[Dataset entries]
- - - - -
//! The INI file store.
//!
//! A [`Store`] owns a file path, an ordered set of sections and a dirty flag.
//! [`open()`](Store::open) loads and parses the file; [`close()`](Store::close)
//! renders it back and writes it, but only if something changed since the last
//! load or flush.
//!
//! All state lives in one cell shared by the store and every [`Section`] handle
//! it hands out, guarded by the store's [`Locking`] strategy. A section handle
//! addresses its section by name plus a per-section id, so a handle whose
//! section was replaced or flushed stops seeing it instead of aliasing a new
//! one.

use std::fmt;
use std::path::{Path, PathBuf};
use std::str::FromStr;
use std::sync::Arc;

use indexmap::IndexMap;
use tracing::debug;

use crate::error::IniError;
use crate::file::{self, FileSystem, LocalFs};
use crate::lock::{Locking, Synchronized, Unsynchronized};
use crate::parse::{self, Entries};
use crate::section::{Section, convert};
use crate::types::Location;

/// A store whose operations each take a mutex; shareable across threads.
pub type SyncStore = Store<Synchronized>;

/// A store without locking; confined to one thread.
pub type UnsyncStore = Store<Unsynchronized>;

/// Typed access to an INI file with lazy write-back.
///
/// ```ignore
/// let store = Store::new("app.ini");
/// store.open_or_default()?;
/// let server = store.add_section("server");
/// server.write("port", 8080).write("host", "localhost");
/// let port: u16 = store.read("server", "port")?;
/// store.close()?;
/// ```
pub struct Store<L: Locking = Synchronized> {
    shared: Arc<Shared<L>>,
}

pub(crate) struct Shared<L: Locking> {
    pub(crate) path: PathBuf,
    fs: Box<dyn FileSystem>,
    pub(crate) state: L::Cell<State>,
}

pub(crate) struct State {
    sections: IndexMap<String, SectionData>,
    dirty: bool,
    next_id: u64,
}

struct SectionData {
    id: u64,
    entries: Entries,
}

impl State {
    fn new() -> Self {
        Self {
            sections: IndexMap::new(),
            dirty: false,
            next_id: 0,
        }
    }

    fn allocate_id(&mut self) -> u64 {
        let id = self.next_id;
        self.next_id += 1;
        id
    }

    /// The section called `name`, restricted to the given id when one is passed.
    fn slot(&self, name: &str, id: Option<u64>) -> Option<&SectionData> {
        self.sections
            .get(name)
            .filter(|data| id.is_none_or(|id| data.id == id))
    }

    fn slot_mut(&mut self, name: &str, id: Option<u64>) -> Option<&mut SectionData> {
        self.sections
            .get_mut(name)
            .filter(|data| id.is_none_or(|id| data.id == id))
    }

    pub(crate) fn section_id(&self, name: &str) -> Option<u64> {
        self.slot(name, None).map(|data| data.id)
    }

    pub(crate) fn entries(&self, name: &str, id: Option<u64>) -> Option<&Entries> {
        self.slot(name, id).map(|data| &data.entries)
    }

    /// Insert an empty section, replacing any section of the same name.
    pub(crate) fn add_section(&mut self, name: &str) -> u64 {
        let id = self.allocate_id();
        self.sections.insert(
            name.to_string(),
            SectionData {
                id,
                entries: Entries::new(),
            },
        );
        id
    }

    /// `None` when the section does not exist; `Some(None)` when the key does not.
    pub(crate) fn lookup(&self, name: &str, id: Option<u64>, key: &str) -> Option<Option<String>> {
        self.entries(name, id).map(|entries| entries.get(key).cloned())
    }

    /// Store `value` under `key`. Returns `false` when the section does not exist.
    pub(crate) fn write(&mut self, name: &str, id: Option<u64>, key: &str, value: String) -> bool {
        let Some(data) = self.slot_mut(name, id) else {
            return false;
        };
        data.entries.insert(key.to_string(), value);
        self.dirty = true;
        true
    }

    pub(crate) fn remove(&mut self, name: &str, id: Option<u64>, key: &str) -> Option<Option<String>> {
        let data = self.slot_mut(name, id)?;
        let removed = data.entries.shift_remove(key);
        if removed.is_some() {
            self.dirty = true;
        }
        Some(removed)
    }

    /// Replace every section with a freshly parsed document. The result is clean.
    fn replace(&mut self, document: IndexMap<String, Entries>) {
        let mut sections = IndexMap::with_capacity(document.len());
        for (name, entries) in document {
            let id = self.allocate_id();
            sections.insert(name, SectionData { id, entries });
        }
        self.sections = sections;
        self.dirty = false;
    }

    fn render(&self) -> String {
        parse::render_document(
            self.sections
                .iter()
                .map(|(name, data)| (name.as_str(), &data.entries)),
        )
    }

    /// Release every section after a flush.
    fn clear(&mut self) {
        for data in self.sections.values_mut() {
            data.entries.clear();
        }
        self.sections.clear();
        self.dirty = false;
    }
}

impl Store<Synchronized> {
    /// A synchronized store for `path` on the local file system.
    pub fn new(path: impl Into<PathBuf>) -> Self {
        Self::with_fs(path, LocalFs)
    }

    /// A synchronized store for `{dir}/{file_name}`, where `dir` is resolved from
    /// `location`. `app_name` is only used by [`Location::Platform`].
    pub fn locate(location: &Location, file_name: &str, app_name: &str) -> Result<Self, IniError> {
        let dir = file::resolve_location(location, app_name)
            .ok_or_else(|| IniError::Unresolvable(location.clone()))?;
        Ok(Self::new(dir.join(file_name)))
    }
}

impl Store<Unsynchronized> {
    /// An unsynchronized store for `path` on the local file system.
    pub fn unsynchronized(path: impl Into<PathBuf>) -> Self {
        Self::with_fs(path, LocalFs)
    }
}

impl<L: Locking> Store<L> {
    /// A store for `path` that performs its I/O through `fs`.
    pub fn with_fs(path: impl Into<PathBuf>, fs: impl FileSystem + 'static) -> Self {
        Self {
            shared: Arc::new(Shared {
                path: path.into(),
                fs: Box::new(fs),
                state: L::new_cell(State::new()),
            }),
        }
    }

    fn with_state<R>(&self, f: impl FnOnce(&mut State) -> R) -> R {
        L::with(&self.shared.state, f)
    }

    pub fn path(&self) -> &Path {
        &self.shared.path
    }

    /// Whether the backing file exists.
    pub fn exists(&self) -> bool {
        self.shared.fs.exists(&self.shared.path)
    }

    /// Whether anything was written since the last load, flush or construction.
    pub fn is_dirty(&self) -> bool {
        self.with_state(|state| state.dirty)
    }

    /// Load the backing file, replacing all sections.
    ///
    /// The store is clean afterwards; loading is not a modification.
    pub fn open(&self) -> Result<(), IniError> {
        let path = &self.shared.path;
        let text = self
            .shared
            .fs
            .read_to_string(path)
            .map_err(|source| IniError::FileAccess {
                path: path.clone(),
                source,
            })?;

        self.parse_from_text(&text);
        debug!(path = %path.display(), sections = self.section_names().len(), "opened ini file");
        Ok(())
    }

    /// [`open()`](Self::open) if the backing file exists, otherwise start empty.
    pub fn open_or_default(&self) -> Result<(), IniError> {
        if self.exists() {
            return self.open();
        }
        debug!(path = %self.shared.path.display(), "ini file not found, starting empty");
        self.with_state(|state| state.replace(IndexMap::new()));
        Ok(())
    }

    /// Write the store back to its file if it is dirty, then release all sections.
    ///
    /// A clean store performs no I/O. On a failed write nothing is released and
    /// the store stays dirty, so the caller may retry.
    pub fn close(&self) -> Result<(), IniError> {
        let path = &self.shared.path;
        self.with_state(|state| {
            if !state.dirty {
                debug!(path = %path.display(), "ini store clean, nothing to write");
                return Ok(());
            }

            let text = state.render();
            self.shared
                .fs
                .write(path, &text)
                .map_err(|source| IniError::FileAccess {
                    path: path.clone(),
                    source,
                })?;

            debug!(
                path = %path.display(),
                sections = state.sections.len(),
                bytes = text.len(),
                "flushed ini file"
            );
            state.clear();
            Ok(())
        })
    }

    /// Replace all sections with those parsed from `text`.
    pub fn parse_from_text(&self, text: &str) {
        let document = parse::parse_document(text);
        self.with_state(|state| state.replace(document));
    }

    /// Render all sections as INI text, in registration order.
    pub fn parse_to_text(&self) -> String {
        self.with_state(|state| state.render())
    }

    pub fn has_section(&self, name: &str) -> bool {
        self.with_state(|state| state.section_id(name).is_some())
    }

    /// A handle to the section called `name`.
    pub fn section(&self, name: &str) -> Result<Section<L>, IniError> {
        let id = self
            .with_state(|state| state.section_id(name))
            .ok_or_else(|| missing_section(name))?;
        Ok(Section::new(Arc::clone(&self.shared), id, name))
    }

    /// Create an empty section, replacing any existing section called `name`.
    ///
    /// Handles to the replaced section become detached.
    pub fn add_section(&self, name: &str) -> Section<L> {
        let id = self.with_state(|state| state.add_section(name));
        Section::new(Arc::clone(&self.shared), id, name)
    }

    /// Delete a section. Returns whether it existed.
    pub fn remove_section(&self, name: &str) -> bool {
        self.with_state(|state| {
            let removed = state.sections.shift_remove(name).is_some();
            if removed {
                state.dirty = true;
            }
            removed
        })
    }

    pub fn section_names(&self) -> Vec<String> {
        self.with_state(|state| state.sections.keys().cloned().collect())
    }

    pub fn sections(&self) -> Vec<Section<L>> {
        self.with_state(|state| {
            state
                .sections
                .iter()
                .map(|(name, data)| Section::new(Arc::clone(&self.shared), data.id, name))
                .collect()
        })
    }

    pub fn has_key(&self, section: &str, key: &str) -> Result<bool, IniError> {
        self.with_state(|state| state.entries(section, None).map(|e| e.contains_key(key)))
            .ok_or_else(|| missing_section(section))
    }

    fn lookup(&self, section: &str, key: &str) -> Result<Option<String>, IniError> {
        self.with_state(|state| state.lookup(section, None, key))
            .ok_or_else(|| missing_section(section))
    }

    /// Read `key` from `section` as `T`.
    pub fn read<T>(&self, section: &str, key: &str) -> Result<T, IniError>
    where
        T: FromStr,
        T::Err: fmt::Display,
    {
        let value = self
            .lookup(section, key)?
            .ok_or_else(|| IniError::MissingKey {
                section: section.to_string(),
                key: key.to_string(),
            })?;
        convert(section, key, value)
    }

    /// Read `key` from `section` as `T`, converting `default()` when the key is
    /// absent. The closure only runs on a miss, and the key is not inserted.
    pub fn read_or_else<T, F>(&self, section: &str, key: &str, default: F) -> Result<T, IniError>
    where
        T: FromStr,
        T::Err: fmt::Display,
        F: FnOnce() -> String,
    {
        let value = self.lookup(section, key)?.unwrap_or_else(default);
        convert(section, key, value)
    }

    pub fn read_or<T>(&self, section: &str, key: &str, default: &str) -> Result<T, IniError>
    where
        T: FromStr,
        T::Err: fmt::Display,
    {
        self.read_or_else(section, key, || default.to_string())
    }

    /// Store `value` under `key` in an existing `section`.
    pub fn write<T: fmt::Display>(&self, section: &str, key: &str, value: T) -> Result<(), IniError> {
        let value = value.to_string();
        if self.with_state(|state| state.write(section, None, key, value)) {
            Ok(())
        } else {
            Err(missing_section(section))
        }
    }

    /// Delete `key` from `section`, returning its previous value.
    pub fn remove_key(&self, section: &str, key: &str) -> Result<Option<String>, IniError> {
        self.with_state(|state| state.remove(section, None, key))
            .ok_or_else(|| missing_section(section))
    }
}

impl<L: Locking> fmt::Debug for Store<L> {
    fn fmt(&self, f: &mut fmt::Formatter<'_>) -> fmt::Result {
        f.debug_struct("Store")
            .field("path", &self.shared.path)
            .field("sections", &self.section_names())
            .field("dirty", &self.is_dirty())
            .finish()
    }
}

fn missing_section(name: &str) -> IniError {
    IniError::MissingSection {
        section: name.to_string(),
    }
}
- - - - -
### Brief
Among the lines of the entries above, count those containing the string "called". Write the number alone.

### Response area
3